40% der Phishing-Attacken auf österreichische Nutzer zielt auf Finanzdaten

Im vergangenen Jahr hatten 40,8 Prozent aller in Österreich von Kaspersky Lab blockierten Phishing-Attacken die Finanzdaten von Nutzern im Visier. Im Vergleich zum Jahr 2013 entspricht das einer Steigerung von 10,9 Prozentpunkten. Die Cyberkriminellen missbrauchten hierfür bei 29,6 Prozent ihrer Phishing-Angriffe den Namen von Banken sowie von Online-Shops (5,2 Prozent) und Bezahldiensten (6,1 Prozent) Daten.

Das geht unter anderem aus dem aktuellen Report „Financial Cyber-Threats in 2014“ von Kaspersky Lab hervor, der die weltweite Finanzbedrohungslage für das Jahr 2014 analysiert und diese mit dem Jahr 2013 vergleicht.

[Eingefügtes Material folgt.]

pub mod handle;
pub mod notify;

use std::{
    collections::hash_map::DefaultHasher,
    hash::{Hash, Hasher},
};

use chrono::{DateTime, Utc};
use dashmap::DashMap;
use once_cell::sync::Lazy;
use parking_lot::RwLock;
use serde::{Deserialize, Serialize};

use sps_shared::account::{AccountStatus, Role};

use crate::{resource::FileRef, Error};

/// The static instance of accounts.
pub static INSTANCE: Lazy<AccountManager> = Lazy::new(AccountManager::new);

/// A registered account.
///
/// A fresh registration always starts as [`AccountStatus::Pending`];
/// the status field is only ever moved through the transition methods,
/// which reject anything outside the review state machine.
#[derive(Serialize, Deserialize, Debug)]
pub struct Account {
    /// The only id of this account, derived from its email.
    id: u64,
    email: lettre::Address,
    full_name: String,
    national_id: String,
    /// Reference to the stored identity document.
    document: FileRef,
    status: AccountStatus,
    role: Role,
    registration_time: DateTime<Utc>,
}

impl Account {
    /// Creates a pending student account.
    pub fn new(
        email: lettre::Address,
        full_name: String,
        national_id: String,
        document: FileRef,
    ) -> Self {
        Self {
            id: email_hash(&email),
            email,
            full_name,
            national_id,
            document,
            status: AccountStatus::Pending,
            role: Role::Student,
            registration_time: Utc::now(),
        }
    }

    /// Creates an approved admin account, for seeding a fresh store.
    pub fn new_admin(email: lettre::Address, full_name: String) -> Self {
        Self {
            id: email_hash(&email),
            email,
            full_name,
            national_id: String::new(),
            document: FileRef::new(),
            status: AccountStatus::Approved,
            role: Role::Admin,
            registration_time: Utc::now(),
        }
    }

    /// Get the only id of this account.
    #[inline]
    pub fn id(&self) -> u64 {
        self.id
    }

    #[inline]
    pub fn email(&self) -> &lettre::Address {
        &self.email
    }

    #[inline]
    pub fn full_name(&self) -> &str {
        &self.full_name
    }

    #[inline]
    pub fn document(&self) -> &FileRef {
        &self.document
    }

    #[inline]
    pub fn status(&self) -> AccountStatus {
        self.status
    }

    #[inline]
    pub fn role(&self) -> Role {
        self.role
    }

    #[inline]
    pub fn registration_time(&self) -> DateTime<Utc> {
        self.registration_time
    }

    /// Pending → Approved.
    ///
    /// Returns whether the status changed: re-approving an approved
    /// account is a no-op so the audit trail gains no duplicate entry.
    ///
    /// # Errors
    ///
    /// - Errors if the account is rejected or graduated.
    pub fn approve(&mut self) -> Result<bool, Error> {
        match self.status {
            AccountStatus::Pending => {
                self.status = AccountStatus::Approved;
                Ok(true)
            }
            AccountStatus::Approved => Ok(false),
            from => Err(Error::Transition {
                from: from.as_str(),
                to: AccountStatus::Approved.as_str(),
            }),
        }
    }

    /// Pending → Rejected. Same no-op rule as [`Self::approve`].
    pub fn reject(&mut self) -> Result<bool, Error> {
        match self.status {
            AccountStatus::Pending => {
                self.status = AccountStatus::Rejected;
                Ok(true)
            }
            AccountStatus::Rejected => Ok(false),
            from => Err(Error::Transition {
                from: from.as_str(),
                to: AccountStatus::Rejected.as_str(),
            }),
        }
    }

    /// Approved → Graduated. No other transition into or out of
    /// Graduated exists.
    pub fn mark_graduated(&mut self) -> Result<bool, Error> {
        match self.status {
            AccountStatus::Approved => {
                self.status = AccountStatus::Graduated;
                Ok(true)
            }
            AccountStatus::Graduated => Ok(false),
            from => Err(Error::Transition {
                from: from.as_str(),
                to: AccountStatus::Graduated.as_str(),
            }),
        }
    }

    /// Save this account and return whether it was saved successfully.
    #[must_use = "The save result should be handled"]
    pub fn save(&self) -> bool {
        #[cfg(not(test))]
        {
            use std::{fs::File, io::Write};

            match File::create(format!("./data/accounts/{}.toml", self.id)) {
                Ok(mut file) => file
                    .write_all(
                        match toml::to_string(self) {
                            Ok(s) => s,
                            Err(_) => return false,
                        }
                        .as_bytes(),
                    )
                    .is_ok(),
                Err(_) => false,
            }
        }

        #[cfg(test)]
        true
    }

    /// Remove this account's file and return whether it was removed
    /// successfully.
    #[must_use = "The deletion result should be handled"]
    pub fn remove(&self) -> bool {
        #[cfg(not(test))]
        {
            return std::fs::remove_file(format!("./data/accounts/{}.toml", self.id)).is_ok();
        }

        #[cfg(test)]
        true
    }
}

fn email_hash(email: &lettre::Address) -> u64 {
    let mut hasher = DefaultHasher::new();
    email.hash(&mut hasher);
    hasher.finish()
}

/// A simple account manager.
pub struct AccountManager {
    accounts: RwLock<Vec<RwLock<Account>>>,
    /// An index cache for getting index from an id.
    index: DashMap<u64, usize>,
}

impl AccountManager {
    /// Read and create an account manager from `./data/accounts`.
    fn new() -> Self {
        #[cfg(not(test))]
        {
            use std::{fs, io::Read};

            let _ = fs::create_dir_all("./data/accounts");
            let mut vec = Vec::new();
            let index = DashMap::new();
            let mut i = 0;
            for dir in fs::read_dir("./data/accounts").unwrap() {
                if let Ok(account) = dir.map(|e| {
                    toml::from_str::<Account>(&{
                        let mut string = String::new();
                        fs::File::open(e.path())
                            .unwrap()
                            .read_to_string(&mut string)
                            .unwrap();
                        string
                    })
                    .unwrap()
                }) {
                    index.insert(account.id(), i);
                    vec.push(RwLock::new(account));
                    i += 1;
                }
            }
            return Self {
                accounts: RwLock::new(vec),
                index,
            };
        }

        #[cfg(test)]
        Self {
            accounts: RwLock::new(Vec::new()),
            index: DashMap::new(),
        }
    }

    /// Get inner accounts.
    pub fn inner(&self) -> &RwLock<Vec<RwLock<Account>>> {
        &self.accounts
    }

    /// Get the inner index cache.
    pub fn index(&self) -> &DashMap<u64, usize> {
        &self.index
    }

    /// Push an account into this instance.
    pub fn push(&self, account: Account) {
        let mut accounts = self.accounts.write();
        self.index.insert(account.id(), accounts.len());
        accounts.push(RwLock::new(account));
    }

    /// Indicates whether the target id is contained in this instance.
    pub fn contains(&self, id: u64) -> bool {
        self.index.contains_key(&id)
    }

    /// Indicates whether an account with the target email exists.
    pub fn contains_email(&self, email: &lettre::Address) -> bool {
        self.accounts
            .read()
            .iter()
            .any(|account| account.read().email() == email)
    }

    /// Run `f` against the target account.
    pub fn with_account<R>(&self, id: u64, f: impl FnOnce(&Account) -> R) -> Result<R, Error> {
        let index = *self.index.get(&id).ok_or(Error::AccountNotFound(id))?;
        let accounts = self.accounts.read();
        let account = accounts
            .get(index)
            .ok_or(Error::AccountNotFound(id))?
            .read();
        Ok(f(&account))
    }

    /// Run `f` against the target account with write access. The account
    /// stays locked for the whole call, so a status change and whatever
    /// must pair with it commit together.
    pub fn with_account_mut<R>(
        &self,
        id: u64,
        f: impl FnOnce(&mut Account) -> R,
    ) -> Result<R, Error> {
        let index = *self.index.get(&id).ok_or(Error::AccountNotFound(id))?;
        let accounts = self.accounts.read();
        let mut account = accounts
            .get(index)
            .ok_or(Error::AccountNotFound(id))?
            .write();
        Ok(f(&mut account))
    }

    /// Role of the target account.
    pub fn role_of(&self, id: u64) -> Result<Role, Error> {
        self.with_account(id, |account| account.role())
    }

    /// Remove the target account.
    pub fn remove(&self, id: u64) {
        if let Some(index) = self.index.get(&id).map(|e| *e.value()) {
            {
                let accounts = self.accounts.read();
                if let Some(account) = accounts.get(index) {
                    if !account.read().remove() {
                        tracing::error!("failed to remove account file for {id}");
                    }
                }
            }
            self.accounts.write().remove(index);
            self.update_index();
        }
    }

    /// Update the index cache of this instance.
    fn update_index(&self) {
        self.index.clear();
        for (i, account) in self.accounts.read().iter().enumerate() {
            self.index.insert(account.read().id(), i);
        }
    }

    #[cfg(test)]
    pub fn reset(&self) {
        self.accounts.write().clear();
        self.index.clear();
    }
}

Bei Phishing-Angriffen werden Nutzer dazu gebracht werden, sensible Informationen wie Zugangsdaten, Passwörter oder andere persönliche Informationen auf einer von Cyberkriminellen gefälschten Webseite einzugeben, die eine beliebte Online-Quelle imitiert – beispielsweise die einer Bank, eines Online-Shops oder eines Bezahldienstes.